In December of last year, approximately 80 percent of the faculty indicated a vote of no confidence, expressing concern over Atwater’s centralization of the university’s budget and a desire to reclaim shared governance at the university.

On June 30, Atwater will step down from the position to take on a new role with the American Association of State Colleges and Universities as a senior fellow. AASCU is an organization representing 430 public colleges and universities.

“I have enjoyed working with students, faculty members, staff members and administrators over the last five years to advance IUP in demonstrably significant and positive ways,” Atwater said in a statement released June 9. “As I survey my tenure as president, I take particular pride in leading several monumental and transformational achievements. These include guiding, with the support of the Foundation for IUP, the completion of IUP’s four-phase, $270 million student housing replacement project, the largest capital project of this kind in America.”

Some at the university did not view the student housing project as a positive contribution. The four-phase housing development was completed in fall 2010, replacing all of IUP’s previously existing residence halls.

“The decision to build all the dorms in such a short period of time, I’d say was unwise. By having to rebuild all the dorms in such a short time, they incurred a higher debt then they could reasonably pay off. They incurred so much debt that they really couldn’t charge enough to the students to be competitive with all the student rentals in town,” said Alarcón. “The fund­raising they were doing was lagging, seriously lagging behind. Whatever flexibility and resource we had is not there.”

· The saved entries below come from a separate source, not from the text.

// =============================================================================
// HTTP
// =============================================================================

/// Configuration pointing nowhere, with cleanup running immediately.
pub fn test_config() -> StorefrontConfig {
    StorefrontConfig {
        database_url: SecretString::from("postgres://localhost/storehouse_test".to_owned()),
        host: IpAddr::from([127, 0, 0, 1]),
        port: 3000,
        base_url: "http://localhost:3000".to_owned(),
        checkout: CheckoutConfig {
            cleanup_grace: Duration::ZERO,
            ..CheckoutConfig::default()
        },
        stripe: StripeConfig {
            secret_key: SecretString::from("sk_test_unused".to_owned()),
            api_base: "http://127.0.0.1:9".to_owned(),
        },
        email: EmailConfig {
            smtp_host: "localhost".to_owned(),
            smtp_port: 2525,
            smtp_username: "storehouse".to_owned(),
            smtp_password: SecretString::from("unused".to_owned()),
            from_address: "orders@example.com".to_owned(),
        },
        sentry_dsn: None,
        sentry_environment: None,
    }
}

/// The storefront router over memory backends, remembering its session
/// cookie between requests like a browser would.
pub struct TestApp {
    router: Router,
    cookie: Option<String>,
    pub products: Arc<MemoryProducts>,
    pub orders: Arc<MemoryOrders>,
    pub provider: Arc<StubProvider>,
    pub mailer: Arc<StubMailer>,
}

impl TestApp {
    pub const PASSWORD: &'static str = "correct horse battery";

    pub fn new() -> Self {
        let products = Arc::new(MemoryProducts::default());
        let orders = Arc::new(MemoryOrders::default());
        let provider = Arc::new(StubProvider::default());
        let mailer = Arc::new(StubMailer::default());

        let config = test_config();
        let pool = PgPoolOptions::new()
            .connect_lazy(config.database_url.expose_secret())
            .expect("lazy pool");
        let backends = Backends {
            accounts: Arc::new(MemoryAccounts::default()),
            addresses: Arc::new(MemoryAddresses::default()),
            cards: Arc::new(MemoryCards::default()),
            cart: Arc::new(MemoryItems::<CartLine>::default()),
            favorites: Arc::new(MemoryItems::<FavoriteEntry>::default()),
            drafts: Arc::new(MemoryDrafts::default()),
            orders: orders.clone(),
            products: products.clone(),
            provider: provider.clone(),
            mailer: mailer.clone(),
        };
        let state = AppState::from_backends(config, pool, backends);

        let router = routes::routes()
            .layer(session_layer(MemoryStore::default(), false))
            .with_state(state);

        Self {
            router,
            cookie: None,
            products,
            orders,
            provider,
            mailer,
        }
    }

    /// Put a product in the catalogue.
    pub fn stock(&self, id: &str, price: i64) {
        self.products.add(product(id, price));
    }

    /// Send a request and return the raw response.
    pub async fn raw(&mut self, method: Method, uri: &str, body: Option<Value>) -> Response {
        let mut builder = Request::builder()
            .method(method)
            .uri(uri)
            .header("x-forwarded-for", "127.0.0.1");
        if let Some(cookie) = &self.cookie {
            builder = builder.header(header::COOKIE, cookie);
        }
        let request = match body {
            Some(body) => builder
                .header(header::CONTENT_TYPE, "application/json")
                .body(Body::from(body.to_string())),
            None => builder.body(Body::empty()),
        }
        .expect("request");

        let response = self
            .router
            .clone()
            .oneshot(request)
            .await
            .expect("router is infallible");

        if let Some(set_cookie) = response
            .headers()
            .get(header::SET_COOKIE)
            .and_then(|v| v.to_str().ok())
        {
            let pair = set_cookie.split(';').next().unwrap_or_default();
            self.cookie = pair
                .split_once('=')
                .filter(|(_, value)| !value.is_empty())
                .map(|_| pair.to_owned());
        }
        response
    }

    /// Read a response body as JSON; an empty body is `null`, plain text a string.
    pub async fn json(response: Response) -> Value {
        let bytes = axum::body::to_bytes(response.into_body(), usize::MAX)
            .await
            .expect("body");
        if bytes.is_empty() {
            return Value::Null;
        }
        serde_json::from_slice(&bytes)
            .unwrap_or_else(|_| Value::String(String::from_utf8_lossy(&bytes).into_owned()))
    }

    pub async fn send(
        &mut self,
        method: Method,
        uri: &str,
        body: Option<Value>,
    ) -> (StatusCode, Value) {
        let response = self.raw(method, uri, body).await;
        let status = response.status();
        (status, Self::json(response).await)
    }

    pub async fn post(&mut self, uri: &str, body: Value) -> (StatusCode, Value) {
        self.send(Method::POST, uri, Some(body)).await
    }

    /// Register `email` and stay signed in.
    pub async fn register(&mut self, email: &str) {
        let (status, body) = self
            .post(
                "/auth/register",
                json!({ "email": email, "password": Self::PASSWORD }),
            )
            .await;
        assert_eq!(status, StatusCode::CREATED, "register failed: {body}");
    }

    pub async fn login(&mut self, email: &str) {
        let (status, body) = self
            .post(
                "/auth/login",
                json!({ "email": email, "password": Self::PASSWORD }),
            )
            .await;
        assert_eq!(status, StatusCode::OK, "login failed: {body}");
    }
}
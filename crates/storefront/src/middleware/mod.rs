//! HTTP middleware stack for storefront.
//!
//! # Middleware Order (bottom to top in Router)
//!
//! 1. Sentry layer (capture errors)
//! 2. `TraceLayer` (request tracing)
//! 3. Request ID (add unique ID to each request)
//! 4. Session layer (tower-sessions with `PostgreSQL` store)
//! 5. Rate limiting on the auth and payment routes (governor)

pub mod auth;
pub mod rate_limit;
pub mod request_id;
pub mod session;

pub use auth::{OptionalUser, RequireUser, clear_current_user, set_current_user};
pub use rate_limit::{auth_rate_limiter, payments_rate_limiter};
pub use request_id::request_id_middleware;
pub use session::create_session_layer;
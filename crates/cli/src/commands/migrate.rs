//! Database migration command.
//!
//! ```bash
//! storehouse-cli migrate
//! ```
//!
//! Migrations live in `crates/storefront/migrations/` and are embedded at
//! compile time.

use secrecy::ExposeSecret;
use sqlx::PgPool;

use super::{CommandError, database_url};

/// Run storefront database migrations.
pub async fn run() -> Result<(), CommandError> {
    let database_url = database_url()?;

    tracing::info!("Connecting to storefront database...");
    let pool = PgPool::connect(database_url.expose_secret()).await?;

    tracing::info!("Running storefront migrations...");
    sqlx::migrate!("../storefront/migrations").run(&pool).await?;

    tracing::info!("Storefront migrations complete");
    Ok(())
}
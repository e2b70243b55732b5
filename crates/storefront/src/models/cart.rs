//! Cart lines and favorites.
//!
//! Both collections are keyed by product: an owner holds at most one line
//! (or favorite entry) per product. Reconciliation between the anonymous
//! session copy and the account copy goes through the pure [`merge_lines`]
//! and [`merge_favorites`] functions so every backend agrees on the result.

use rust_decimal::Decimal;
use serde::de::DeserializeOwned;
use serde::{Deserialize, Serialize};

use storehouse_core::{ProductId, Quantity};

use super::product::{Product, ProductSnapshot};

/// Something a cart-like collection stores, one per product.
pub trait Item: Clone + Serialize + DeserializeOwned + Send + Sync + 'static {
    /// The product this entry refers to.
    fn product_id(&self) -> &ProductId;

    /// Fold `incoming` into `existing`, keeping one entry per product.
    fn merge(existing: Vec<Self>, incoming: &[Self]) -> Vec<Self>;
}

/// A single product line in a cart.
#[derive(Debug, Clone, PartialEq, Eq, Serialize, Deserialize)]
pub struct CartLine {
    pub product_id: ProductId,
    pub quantity: Quantity,
    /// Price of one unit when the line was created.
    pub unit_price: Decimal,
    /// Always `quantity * unit_price`.
    pub line_total: Decimal,
    pub product: ProductSnapshot,
}

impl CartLine {
    /// Create a line for `product` priced at its current catalogue price.
    #[must_use]
    pub fn new(product: &Product, quantity: Quantity) -> Self {
        let mut line = Self {
            product_id: product.id.clone(),
            quantity,
            unit_price: product.price,
            line_total: Decimal::ZERO,
            product: product.snapshot(),
        };
        line.set_quantity(quantity);
        line
    }

    /// Replace the quantity and recompute the line total.
    pub fn set_quantity(&mut self, quantity: Quantity) {
        self.quantity = quantity;
        self.line_total = self.unit_price * Decimal::from(quantity.get());
    }

    /// Increase the quantity, capped at [`Quantity::MAX`].
    pub fn add_quantity(&mut self, quantity: Quantity) {
        self.set_quantity(self.quantity.saturating_add(quantity));
    }
}

impl Item for CartLine {
    fn product_id(&self) -> &ProductId {
        &self.product_id
    }

    fn merge(existing: Vec<Self>, incoming: &[Self]) -> Vec<Self> {
        merge_lines(existing, incoming)
    }
}

/// A favorited product.
#[derive(Debug, Clone, PartialEq, Eq, Serialize, Deserialize)]
pub struct FavoriteEntry {
    pub product_id: ProductId,
    pub product: ProductSnapshot,
}

impl FavoriteEntry {
    #[must_use]
    pub fn new(product: &Product) -> Self {
        Self {
            product_id: product.id.clone(),
            product: product.snapshot(),
        }
    }
}

impl Item for FavoriteEntry {
    fn product_id(&self) -> &ProductId {
        &self.product_id
    }

    fn merge(existing: Vec<Self>, incoming: &[Self]) -> Vec<Self> {
        merge_favorites(existing, incoming)
    }
}

/// Merge cart lines by product.
///
/// Overlapping products have their quantities summed (capped at
/// [`Quantity::MAX`]) and keep the existing line's unit price. Products only
/// present in `incoming` are appended in their original order.
#[must_use]
pub fn merge_lines(mut existing: Vec<CartLine>, incoming: &[CartLine]) -> Vec<CartLine> {
    for line in incoming {
        match existing.iter_mut().find(|l| l.product_id == line.product_id) {
            Some(current) => current.add_quantity(line.quantity),
            None => existing.push(line.clone()),
        }
    }
    existing
}

/// Union of two favorite sets by product, existing entries first.
#[must_use]
pub fn merge_favorites(
    mut existing: Vec<FavoriteEntry>,
    incoming: &[FavoriteEntry],
) -> Vec<FavoriteEntry> {
    for entry in incoming {
        if !existing.iter().any(|e| e.product_id == entry.product_id) {
            existing.push(entry.clone());
        }
    }
    existing
}

/// Add `quantity` of `product` to `lines`, returning a copy of the resulting line.
pub fn add_to_lines(lines: &mut Vec<CartLine>, product: &Product, quantity: Quantity) -> CartLine {
    if let Some(line) = lines.iter_mut().find(|l| l.product_id == product.id) {
        line.add_quantity(quantity);
        return line.clone();
    }
    let line = CartLine::new(product, quantity);
    lines.push(line.clone());
    line
}
//! Session middleware configuration.
//!
//! Sessions are stored in `PostgreSQL` via tower-sessions. Besides the
//! signed-in user they carry the anonymous cart, favorites and the checkout
//! draft id, so the expiry is generous.

use sqlx::PgPool;
use tower_sessions::{Expiry, SessionManagerLayer, SessionStore};
use tower_sessions_sqlx_store::PostgresStore;

use crate::config::StorefrontConfig;

/// Session cookie name.
pub const SESSION_COOKIE_NAME: &str = "storehouse_session";

/// Session expiry time in seconds (30 days).
const SESSION_EXPIRY_SECONDS: i64 = 30 * 24 * 60 * 60;

/// The session store rejected the schema or table name.
#[derive(Debug, thiserror::Error)]
#[error("invalid session table: {0}")]
pub struct SessionStoreError(String);

/// Create the session layer backed by `storefront.session`.
///
/// # Errors
///
/// Returns `SessionStoreError` if the schema or table name is rejected.
pub fn create_session_layer(
    pool: &PgPool,
    config: &StorefrontConfig,
) -> Result<SessionManagerLayer<PostgresStore>, SessionStoreError> {
    let store = PostgresStore::new(pool.clone())
        .with_schema_name("storefront")
        .and_then(|store| store.with_table_name("session"))
        .map_err(SessionStoreError)?;

    Ok(session_layer(
        store,
        config.base_url.starts_with("https://"),
    ))
}

/// Apply the storefront cookie settings to `store`.
#[must_use]
pub fn session_layer<S: SessionStore + Clone>(store: S, secure: bool) -> SessionManagerLayer<S> {
    SessionManagerLayer::new(store)
        .with_name(SESSION_COOKIE_NAME)
        .with_expiry(Expiry::OnInactivity(
            tower_sessions::cookie::time::Duration::seconds(SESSION_EXPIRY_SECONDS),
        ))
        .with_secure(secure)
        .with_same_site(tower_sessions::cookie::SameSite::Lax)
        .with_http_only(true)
        .with_path("/")
}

During Atwater’s tenure, the university saw an increase in enrollment with a record high of 14,638 in the fall of 2009. With a great portion of the influx coming from African-American and urban students, some worry Atwater’s resignation will negatively impact this progress.

“I don’t think it’s directly correlated. We have a number of programs that attract African-American students,” said Alarcón. “IUP has not had a significant African-American student population in the past. Part of that really has to do with the demographic of the students in the areas they attract.”

David Werner, chancellor emeritus of Southern Illinois University in Edwardsville, will serve as interim president starting Aug. 1. It is expected that the university’s provost will take on leadership responsibilities for the month of June.